We pass, without discussion or decision, appellee’s contention that the excluded evidence was insufficient to support a finding that Mrs. Lillie Conner made an oral agreement with plaintiff as alleged; for, in our view, the testimony tending to show such oral agreement, being in direct conflict with plaintiff’s deed, is incompetent.
A well established rule is stated by Hoke, J. (later C. J.), in this oft-quoted excerpt from his opinion in the case of Gaylord v. Gaylord, 150 N.C. 222, 227, 63 S.E. 1028: “Upon the creation of these estates (parol trusts), however, our authorities seem to have declared or established the limitation that except in cases of fraud, mistake or undue influence, a parol trust, to arise by reason of the contract or agreement of the parties thereto, will not be set up or engrafted in favor of the grantor upon a written deed conveying to the grantee the absolute title, and giving clear indication on the face of the instrument that such a title was intended to pass.” (Italics added)
In Loftin v. Kornegay, 225 N.C. 490, 35 S.E. 2d 607, Denny, J., *716says: “A parol agreement in favor of a grantor, entered into at the time of or prior to the execution of a deed, and at variance with the written conveyance, is unenforceable in the absence of fraud, mistake or undue influence. (Citations) To permit the enforcement of such an agreement would be tantamount to engrafting a parol trust in favor of a grantor upon his deed, which purports to convey the absolute fee simple title to the grantee.

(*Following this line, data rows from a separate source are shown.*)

// Copyright (c) 2024-2025 DeepGraph Inc.
// SPDX-License-Identifier: Apache-2.0
//
//! Facade owning the orchestrators of every payload category

use std::sync::Arc;

use parking_lot::RwLock;
use serde::Serialize;

use super::orchestrator::{FetchOrchestrator, SharedSession};
use super::source::{DataSource, Session};
use crate::cache::{CacheConfig, CacheHierarchyManager, CacheMetrics, Clock, SystemClock};
use crate::error::ConfigError;
use crate::payload::{AppList, KeySetList, Payload, UsageSeries};
use crate::scope::Scope;

/// Metrics of each category's cache
#[derive(Debug, Clone, Copy, Default, PartialEq, Eq, Serialize)]
pub struct CategoryMetrics {
    pub usage: CacheMetrics,
    pub apps: CacheMetrics,
    pub keysets: CacheMetrics,
}

/// Hit rate of each category's cache, 0 when it served no requests
#[derive(Debug, Clone, Copy, Default, PartialEq, Serialize)]
pub struct HitRates {
    pub usage: f64,
    pub apps: f64,
    pub keysets: f64,
}

/// Usage, apps and keysets caches behind one session and one clock
pub struct DataCache {
    session: SharedSession,
    usage: FetchOrchestrator<UsageSeries>,
    apps: FetchOrchestrator<AppList>,
    keysets: FetchOrchestrator<KeySetList>,
}

impl DataCache {
    pub fn new(config: CacheConfig, source: Arc<dyn DataSource>) -> Result<Self, ConfigError> {
        Self::with_clock(config, source, Arc::new(SystemClock))
    }

    pub fn with_clock(
        config: CacheConfig,
        source: Arc<dyn DataSource>,
        clock: Arc<dyn Clock>,
    ) -> Result<Self, ConfigError> {
        config.validate()?;
        let session: SharedSession = Arc::new(RwLock::new(Session::anonymous()));

        log::debug!(
            "Creating data cache (enabled: {}, max_entries: {}, max_age: {:?})",
            config.enabled,
            config.max_entries,
            config.max_age
        );

        Ok(Self {
            usage: orchestrator(&config, &clock, &source, &session)?,
            apps: orchestrator(&config, &clock, &source, &session)?,
            keysets: orchestrator(&config, &clock, &source, &session)?,
            session,
        })
    }

    pub fn usage(&self) -> &FetchOrchestrator<UsageSeries> {
        &self.usage
    }

    pub fn apps(&self) -> &FetchOrchestrator<AppList> {
        &self.apps
    }

    pub fn keysets(&self) -> &FetchOrchestrator<KeySetList> {
        &self.keysets
    }

    /// Replace the session used by subsequent fetches
    pub fn set_session(&self, session: Session) {
        log::info!(
            "Session updated (authenticated: {})",
            session.is_authenticated()
        );
        *self.session.write() = session;
    }

    pub fn clear_session(&self) {
        log::info!("Session cleared");
        *self.session.write() = Session::anonymous();
    }

    pub fn is_authenticated(&self) -> bool {
        self.session.read().is_authenticated()
    }

    /// Invalidate `scope` in every category, or everything with `None`
    pub fn invalidate(&self, scope: Option<&Scope>) -> usize {
        self.usage.invalidate(scope) + self.apps.invalidate(scope) + self.keysets.invalidate(scope)
    }

    pub fn clear_all(&self) {
        self.usage.clear_all();
        self.apps.clear_all();
        self.keysets.clear_all();
        log::info!("All caches cleared");
    }

    pub fn metrics(&self) -> CategoryMetrics {
        CategoryMetrics {
            usage: self.usage.metrics(),
            apps: self.apps.metrics(),
            keysets: self.keysets.metrics(),
        }
    }

    pub fn hit_rates(&self) -> HitRates {
        HitRates {
            usage: self.usage.hit_rate(),
            apps: self.apps.hit_rate(),
            keysets: self.keysets.hit_rate(),
        }
    }

    /// Release every cached entry and forget the session
    ///
    /// Fetches already in flight still complete for callers holding their
    /// handles.
    pub fn dispose(self) {
        self.clear_all();
        *self.session.write() = Session::anonymous();
        log::info!("Data cache disposed");
    }
}

fn orchestrator<T: Payload>(
    config: &CacheConfig,
    clock: &Arc<dyn Clock>,
    source: &Arc<dyn DataSource>,
    session: &SharedSession,
) -> Result<FetchOrchestrator<T>, ConfigError> {
    let manager = CacheHierarchyManager::for_payload(config.clone(), Arc::clone(clock))?;
    Ok(FetchOrchestrator::new(
        Arc::new(manager),
        Arc::clone(source),
        Arc::clone(session),
    ))
}
// Copyright (c) 2024-2025 DeepGraph Inc.
// SPDX-License-Identifier: Apache-2.0
//
//! Process-lifetime cache counters

use serde::Serialize;

/// Cache counters for one store
///
/// Every counter accumulates until [`CacheStore::reset_metrics`]
/// except `size`, which tracks the current entry count.
///
/// [`CacheStore::reset_metrics`]: super::CacheStore::reset_metrics
#[derive(Debug, Default, Clone, Copy, PartialEq, Eq, Serialize)]
pub struct CacheMetrics {
    pub hits: u64,
    pub misses: u64,
    pub derivations: u64,
    pub derivations_declined: u64,
    pub evictions: u64,
    pub expirations: u64,
    pub size: usize,
}

impl CacheMetrics {
    /// `hits / (hits + misses)`, 0 when nothing was requested yet
    pub fn hit_rate(&self) -> f64 {
        let total = self.hits + self.misses;
        if total == 0 {
            0.0
        } else {
            self.hits as f64 / total as f64
        }
    }

    pub fn total_requests(&self) -> u64 {
        self.hits + self.misses + self.derivations
    }
}
// Copyright (c) 2024-2025 DeepGraph Inc.
// SPDX-License-Identifier: Apache-2.0
//
//! Cache configuration and presets

use serde::{Deserialize, Serialize};
use std::time::Duration;

use crate::error::ConfigError;

const DEFAULT_MAX_ENTRIES: usize = 100;
const DEFAULT_MAX_AGE: Duration = Duration::from_secs(30 * 60);
const DEFAULT_MAX_EVENTS: usize = 256;

/// Configuration shared by every store in a process
#[derive(Debug, Clone, PartialEq, Eq, Serialize, Deserialize)]
#[serde(default)]
pub struct CacheConfig {
    /// Enable/disable caching entirely
    pub enabled: bool,

    /// Maximum number of entries per store before LRU eviction
    pub max_entries: usize,

    /// Age after which an entry is treated as expired
    pub max_age: Duration,

    /// Size of the recent-event ring kept by each hierarchy manager
    pub max_events: usize,
}

impl Default for CacheConfig {
    fn default() -> Self {
        Self {
            enabled: true,
            max_entries: DEFAULT_MAX_ENTRIES,
            max_age: DEFAULT_MAX_AGE,
            max_events: DEFAULT_MAX_EVENTS,
        }
    }
}

impl CacheConfig {
    /// Create configuration for memory-constrained environments
    pub fn memory_constrained() -> Self {
        Self {
            max_entries: 25,
            max_events: 64,
            ..Self::default()
        }
    }

    /// Create configuration for dashboards left open for long sessions
    pub fn long_lived() -> Self {
        Self {
            max_age: Duration::from_secs(2 * 60 * 60), // 2 hours
            ..Self::default()
        }
    }

    /// A configuration that stores nothing
    pub fn disabled() -> Self {
        Self {
            enabled: false,
            ..Self::default()
        }
    }

    pub fn with_max_entries(mut self, max_entries: usize) -> Self {
        self.max_entries = max_entries;
        self
    }

    pub fn with_max_age(mut self, max_age: Duration) -> Self {
        self.max_age = max_age;
        self
    }

    /// Validate the configuration
    pub fn validate(&self) -> Result<(), ConfigError> {
        if !self.enabled {
            return Ok(());
        }

        if self.max_entries == 0 {
            return Err(ConfigError::Invalid(
                "max_entries must be greater than 0".to_string(),
            ));
        }

        if self.max_age.is_zero() {
            return Err(ConfigError::Invalid(
                "max_age must be greater than 0".to_string(),
            ));
        }

        Ok(())
    }
}
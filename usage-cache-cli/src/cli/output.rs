// Copyright (c) 2024-2025 DeepGraph Inc.
// SPDX-License-Identifier: Apache-2.0
//
//! Replay report formatting for CLI output

use colored::*;
use comfy_table::{presets::UTF8_FULL, Cell, Color, Table};
use usage_cache::{CacheMetrics, FetchStrategy};

use super::commands::OutputFormat;
use super::replay::{ReplayReport, StepReport};

/// Report formatter for the supported output formats
pub struct ReplayFormatter;

impl ReplayFormatter {
    pub fn format(report: &ReplayReport, format: OutputFormat) -> String {
        match format {
            OutputFormat::Table => Self::format_table(report),
            OutputFormat::Json => Self::format_json(report),
        }
    }

    fn format_table(report: &ReplayReport) -> String {
        let mut output = String::new();

        output.push_str(&format!("{}\n", "Scenario Replay".bold().green()));
        output.push_str(&format!(
            "Steps: {}, remote calls: {}\n\n",
            report.steps.len(),
            report.remote_calls
        ));

        let mut steps = Table::new();
        steps.load_preset(UTF8_FULL);
        steps.set_header(
            ["#", "Action", "Target", "Strategy", "Cached", "Items", "Remote calls"]
                .into_iter()
                .map(|title| Cell::new(title).fg(Color::Green)),
        );
        for step in &report.steps {
            steps.add_row(Self::step_row(step));
        }
        output.push_str(&steps.to_string());
        output.push('\n');

        let errors: Vec<&StepReport> = report.steps.iter().filter(|s| s.error.is_some()).collect();
        if !errors.is_empty() {
            output.push_str(&format!("\n{}\n", "Errors:".bold().red()));
            for step in errors {
                if let Some(error) = &step.error {
                    output.push_str(&format!("  step {}: {}\n", step.index, error.red()));
                }
            }
        }

        output.push_str(&format!("\n{}\n", "Cache Metrics".bold().green()));
        let mut metrics = Table::new();
        metrics.load_preset(UTF8_FULL);
        metrics.set_header(
            [
                "Category",
                "Hits",
                "Misses",
                "Derivations",
                "Declined",
                "Evictions",
                "Expirations",
                "Size",
                "Hit rate",
            ]
            .into_iter()
            .map(|title| Cell::new(title).fg(Color::Green)),
        );
        for (category, values) in [
            ("usage", &report.metrics.usage),
            ("apps", &report.metrics.apps),
            ("keysets", &report.metrics.keysets),
        ] {
            metrics.add_row(Self::metrics_row(category, values));
        }
        output.push_str(&metrics.to_string());
        output.push('\n');

        output
    }

    fn step_row(step: &StepReport) -> Vec<Cell> {
        let strategy = match (&step.strategy, &step.error) {
            (Some(strategy), _) => Cell::new(strategy).fg(Self::strategy_color(*strategy)),
            (None, Some(_)) => Cell::new("error").fg(Color::Red),
            (None, None) => Cell::new("-"),
        };

        vec![
            Cell::new(step.index),
            Cell::new(&step.action),
            Cell::new(&step.target),
            strategy,
            Cell::new(Self::optional(step.from_cache)),
            Cell::new(Self::optional(step.items)),
            Cell::new(step.remote_calls),
        ]
    }

    fn metrics_row(category: &str, metrics: &CacheMetrics) -> Vec<Cell> {
        vec![
            Cell::new(category),
            Cell::new(metrics.hits),
            Cell::new(metrics.misses),
            Cell::new(metrics.derivations),
            Cell::new(metrics.derivations_declined),
            Cell::new(metrics.evictions),
            Cell::new(metrics.expirations),
            Cell::new(metrics.size),
            Cell::new(format!("{:.1}%", metrics.hit_rate() * 100.0)),
        ]
    }

    fn strategy_color(strategy: FetchStrategy) -> Color {
        match strategy {
            FetchStrategy::Hit | FetchStrategy::Derived => Color::Green,
            FetchStrategy::Forced => Color::Cyan,
            FetchStrategy::Skipped => Color::DarkGrey,
            FetchStrategy::Miss
            | FetchStrategy::SupersetNeeded
            | FetchStrategy::DerivationDeclined => Color::Yellow,
        }
    }

    fn optional<T: ToString>(value: Option<T>) -> String {
        value.map(|v| v.to_string()).unwrap_or_else(|| "-".to_string())
    }

    fn format_json(report: &ReplayReport) -> String {
        let mut json = serde_json::to_string_pretty(report).unwrap_or_else(|_| {
            "{\"status\": \"error\", \"error\": \"Could not serialize report to JSON\"}".to_string()
        });
        json.push('\n');
        json
    }
}

#[cfg(test)]
mod tests {
    use super::*;
    use usage_cache::CategoryMetrics;

    fn report() -> ReplayReport {
        ReplayReport {
            steps: vec![StepReport {
                index: 1,
                action: "fetch".to_string(),
                target: "apps account:7 2024-01-01..2024-01-31".to_string(),
                strategy: Some(FetchStrategy::Miss),
                from_cache: Some(false),
                items: Some(2),
                remote_calls: 1,
                error: None,
            }],
            remote_calls: 1,
            metrics: CategoryMetrics::default(),
            hit_rates: Default::default(),
        }
    }

    #[test]
    fn test_table_lists_steps_and_categories() {
        let table = ReplayFormatter::format(&report(), OutputFormat::Table);
        assert!(table.contains("account:7"));
        assert!(table.contains("miss"));
        assert!(table.contains("keysets"));
    }

    #[test]
    fn test_json_is_parseable() {
        let json = ReplayFormatter::format(&report(), OutputFormat::Json);
        let value: serde_json::Value = serde_json::from_str(&json).unwrap();
        assert_eq!(value["steps"][0]["strategy"], "miss");
        assert_eq!(value["metrics"]["apps"]["hits"], 0);
    }
}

A parol trust in favor of a grantor cannot be engrafted upon such a deed. (Citations)” Later cases in accord: Vincent v. Corbett, 244 N.C. 469, 94 S.E. 2d 329; Lamm v. Crumpler, 240 N.C. 35, 81 S.E. 2d 138; Jones v. Brinson, 231 N.C. 63, 55 S.E. 2d 808; Bass v. Bass, 229 N.C. 171, 48 S.E. 2d 48; Poston v. Bowen, 228 N.C. 202, 44 S.E. 2d 881.
Plaintiff’s contention that the excluded evidence was competent as tending to show the true consideration for the execution of his deed is untenable. The applicable rule is stated by Devin, J. (later C. J.), in Westmoreland v. Lowe, 225 N.C. 553, 35 S.E. 2d 613, as follows: “While it frequently has been said that the recital of consideration in a deed is not contractual and like other receipts is prima facie only of payment, and may be rebutted by parol, Barbee v. Barbee, 108 N.C. 581, 13 S.E. 215; Smith v. Arthur, 110 N.C. 400, 15 S.E. 197; Pate v. Gaitley, 183 N.C. 262, 111 S.E. 339; Bank v. Lewis, 201 N.C. 148, 159 S.E. 312, this rule may not be extended to authorize the admission of parol evidence to contradict or modify the terms of a deed, or to permit the conveyance or reservation of real property by parol. Campbell v. Sigmon, 170 N.C. 348, 87 S.E. 116; Price v. Harrington, 171 N.C. 132, 87 S.E. 986; Walters v. Walters, 172 N.C. 328, 90 S.E. 304; Whedbee v. Ruffin, 189 N.C. 257, 126 S.E. 616.”
Here the alleged oral agreement purports to modify and contradict the crucial contractual provisions of the deed, namely, the provisions whereby the plaintiff conveyed his interest in the 259.25 acres to Mrs. Lillie Conner in fee simple. The alleged oral agreement, by placing an absolute restriction upon Mrs. Conner’s right to dispose of this land or any part thereof by deed or by will, is wholly inconsistent with fee simple ownership. The gist of the alleged oral agreement is that, in contradiction of the express provisions of the deed, the only beneficial or equitable title acquired by Mrs. Conner was a life estate, and that the remainder in fee was reserved by the grantors or that the legal title to such remainder vested in Mrs. Lillie Conner solely as trustee for her children.
Plaintiff, by his deed, having conveyed his interest in the land to Mrs. Lillie Conner in fee simple, cannot recover on an oral agreement to the effect that he did not do so.
In view of the stated basis of decision, we do not reach the question as to whether, under other factual situations, the statute of frauds, *717G.S. 22-2, is applicable to an agreement not to deprive a person, by will or otherwise, of the portion of the promissor’s estate or of the interest in a specific tract of land to which he would be entitled as heir.